Vanaf de minder zakelijke kant van de organisatie komen
betere signalen. Teambaas
Andreas Seidl gaf bij
Formel1 toe dat het lastig is om in te schatten hoe goed het team
volgend jaar uit de verf zal komen, men heeft immers geen referentiepunt om de
eigen prestaties tegen af te wegen. Wel merkt hij dat er binnen zijn technische
team sprake is van progressie: ‘Ik ben zeer tevreden over de ontwikkelingen. We
boeken week na week vooruitgang’, stelde de Duitser. Zijn woorden zijn niet
verrassend, de ontwikkelingscurve ligt aan het begin van een nieuw reglementair
tijdperk namelijk hoog. Dat weet Seidl ook, maar dat hij over de ontwikkeling
aan het begin van januari al te spreken was, kan geïnterpreteerd worden als een
goed voorteken.
Kan McLaren profiteren na strijd Red Bull en Mercedes?
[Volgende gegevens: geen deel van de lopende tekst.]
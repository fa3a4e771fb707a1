//! Stream utilities

mod throttle;

pub use throttle::{Throttle, ThrottleExt};
//! Upstream source abstraction

use crate::Result;
use crate::config::CameraConfig;

/// An open upstream connection delivering raw inbound messages.
///
/// Returns:
/// - `Ok(Some(text))` - next message (not yet validated)
/// - `Ok(None)` - the source closed the connection
/// - `Err(e)` - a frame error (the connection stays usable) or a transport error
#[async_trait::async_trait]
pub trait FrameSource: Send + 'static {
    async fn next_message(&mut self) -> Result<Option<String>>;

    /// Close the connection. Best effort; errors are ignored.
    async fn close(&mut self);
}

/// Opens upstream connections for a camera.
///
/// Implementations classify failures: refused/closed/reset connections must be
/// reported as transient [`RelayError::Connection`](crate::RelayError::Connection)
/// so the connector applies exponential backoff.
#[async_trait::async_trait]
pub trait SourceConnector: Send + Sync + 'static {
    type Source: FrameSource;

    async fn connect(&self, camera: &CameraConfig) -> Result<Self::Source>;
}
//! Upstream ingest: one connector task per camera.
//!
//! The connector keeps a camera's upstream connection alive, normalizes every
//! valid frame and writes it into the [`FrameStore`]. Its state is published
//! as the camera's [`LinkState`]:
//!
//! ```text
//! Disconnected -> Connecting -> Streaming -> Disconnected (retry) -> ... -> Failed
//! ```
//!
//! - A successful handshake resets the retry counter and marks the camera connected.
//! - Malformed envelopes and undecodable images are dropped; the connection stays open.
//! - A read deadline, a closed or refused connection bumps the retry counter and waits
//!   on the [`RetryPolicy`] schedule. Past the budget the camera is `Failed` for good.
//! - Any other upstream error waits a fixed pause without touching the counter.
//!
//! All waits race the shared cancellation token, so shutdown never waits for
//! a backoff to elapse.

mod backoff;
mod source;
mod websocket;

pub use backoff::RetryPolicy;
pub use source::{FrameSource, SourceConnector};
pub use websocket::{WebSocketConnector, WebSocketSource};

use chrono::Utc;
use std::sync::Arc;
use std::time::Duration;
use tokio::task::JoinHandle;
use tokio_util::sync::CancellationToken;
use tracing::{debug, error, info, warn};

use crate::codec::FrameCodec;
use crate::config::{CameraConfig, IngestSettings};
use crate::store::FrameStore;
use crate::types::LinkState;
use crate::{RelayError, Result};

/// Upper bound on closing an upstream connection
pub const CLOSE_TIMEOUT: Duration = Duration::from_secs(1);

/// How a connector task ended
#[derive(Debug)]
pub enum IngestExit {
    /// Shutdown was requested
    Cancelled,
    /// Retry budget exhausted; the camera is in the terminal `Failed` state
    Failed(RelayError),
}

/// Ingest connector for one camera.
///
/// Built per camera from its own [`CameraConfig`]; connectors share nothing
/// but the store.
pub struct IngestConnector<C: SourceConnector> {
    camera: Arc<CameraConfig>,
    connector: C,
    store: Arc<FrameStore>,
    codec: FrameCodec,
    policy: RetryPolicy,
    read_timeout: Duration,
    cancel: CancellationToken,
}

impl<C: SourceConnector> IngestConnector<C> {
    pub fn new(
        camera: CameraConfig,
        connector: C,
        store: Arc<FrameStore>,
        settings: &IngestSettings,
        cancel: CancellationToken,
    ) -> Self {
        Self {
            camera: Arc::new(camera),
            connector,
            store,
            codec: FrameCodec::new(settings.jpeg_quality),
            policy: settings.retry_policy(),
            read_timeout: settings.read_timeout(),
            cancel,
        }
    }

    /// Spawn the connector onto the runtime.
    pub fn spawn(self) -> JoinHandle<IngestExit> {
        tokio::spawn(self.run())
    }

    /// Run the connector until cancelled or failed.
    pub async fn run(self) -> IngestExit {
        let id = self.camera.id.clone();
        let endpoint = self.camera.source_endpoint();
        info!(camera = %id, %endpoint, "Ingest connector started");

        let mut retry_count = 0u32;

        loop {
            self.set_state(LinkState::Connecting);
            info!(camera = %id, %endpoint, "Connecting");

            let connected = tokio::select! {
                _ = self.cancel.cancelled() => return self.cancelled(),
                result = self.connector.connect(&self.camera) => result,
            };

            let error = match connected {
                Ok(source) => {
                    retry_count = 0;
                    self.set_state(LinkState::Streaming);
                    info!(camera = %id, "Connected successfully");

                    match self.stream(source).await {
                        Some(error) => error,
                        None => return self.cancelled(),
                    }
                }
                Err(error) => error,
            };

            self.set_state(LinkState::Disconnected);

            let pause = if error.is_transient() {
                retry_count += 1;
                match self.policy.backoff(retry_count) {
                    Some(delay) => {
                        warn!(
                            camera = %id,
                            %error,
                            "Retrying in {:?} (attempt {}/{})",
                            delay,
                            retry_count,
                            self.policy.max_retries
                        );
                        delay
                    }
                    None => return self.give_up(retry_count),
                }
            } else {
                let pause = self.policy.unexpected_pause();
                error!(camera = %id, %error, "Unexpected error; retrying in {:?}", pause);
                pause
            };

            tokio::select! {
                _ = self.cancel.cancelled() => return self.cancelled(),
                _ = tokio::time::sleep(pause) => {}
            }
        }
    }

    /// Read until the connection is lost. Returns `None` on cancellation.
    async fn stream(&self, mut source: C::Source) -> Option<RelayError> {
        let id = self.camera.id.as_str();

        loop {
            let next = tokio::select! {
                _ = self.cancel.cancelled() => {
                    self.close(&mut source).await;
                    return None;
                }
                next = tokio::time::timeout(self.read_timeout, source.next_message()) => next,
            };

            let text = match next {
                Err(_) => {
                    warn!(camera = id, "No frame received for {:?}", self.read_timeout);
                    self.close(&mut source).await;
                    return Some(RelayError::Timeout {
                        camera: id.to_string(),
                        duration: self.read_timeout,
                    });
                }
                Ok(Ok(Some(text))) => text,
                Ok(Ok(None)) => {
                    return Some(RelayError::connection_failed(id, "connection closed by source"));
                }
                Ok(Err(error)) if error.is_frame_error() => {
                    warn!(camera = id, "{error}");
                    continue;
                }
                Ok(Err(error)) => return Some(error),
            };

            match self.accept(text).await {
                Ok(frames) if frames % 30 == 0 => debug!(camera = id, frames, "Frames received"),
                Ok(_) => {}
                Err(error) => warn!(camera = id, "{error}"),
            }
        }
    }

    /// Normalize one inbound message and store it. Returns the frame count.
    async fn accept(&self, text: String) -> Result<u64> {
        let codec = self.codec;
        let jpeg = tokio::task::spawn_blocking(move || codec.normalize_envelope(&text))
            .await
            .map_err(|e| RelayError::decode("normalization task failed", e))??;

        self.store.set_frame(self.camera.id.as_str(), jpeg, Utc::now())
    }

    async fn close(&self, source: &mut C::Source) {
        if tokio::time::timeout(CLOSE_TIMEOUT, source.close()).await.is_err() {
            debug!(camera = %self.camera.id, "Upstream close timed out after {:?}", CLOSE_TIMEOUT);
        }
    }

    fn set_state(&self, state: LinkState) {
        if let Err(e) = self.store.set_link_state(self.camera.id.as_str(), state) {
            error!(camera = %self.camera.id, error = %e, "Failed to publish link state");
        }
    }

    fn give_up(&self, attempts: u32) -> IngestExit {
        self.set_state(LinkState::Failed);
        let error = RelayError::RetryBudgetExhausted { camera: self.camera.id.to_string(), attempts };
        error!(camera = %self.camera.id, "{error}. Giving up.");
        IngestExit::Failed(error)
    }

    fn cancelled(&self) -> IngestExit {
        self.set_state(LinkState::Disconnected);
        info!(camera = %self.camera.id, "Ingest connector stopped");
        IngestExit::Cancelled
    }
}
Dit is al helemaal een goed teken wanneer je beseft dat McLaren vermoedelijk meer
moeite in de auto gestopt heeft dan sommige concurrenten. Red Bull en Mercedes
raakten in 2021 verwikkeld in een zware titelstrijd, die tot aan het einde van
het jaar standhield. In deze strijd moesten de topteams door blijven
ontwikkelen. Mercedes deed dit tot aan Silverstone, en besloot daarna haar
pijlen te richten op het 2022-seizoen, maar moest 2021 in de gaten blijven houden. Bij Red Bull leek het
ontwikkelingsproces van de 2021-bolide iets langer te duren dan dat, maar ook
zij verlegden op een gegeven moment de focus naar de bolide voor het nieuwe
seizoen, terwijl ze Max Verstappen bleven ondersteunen.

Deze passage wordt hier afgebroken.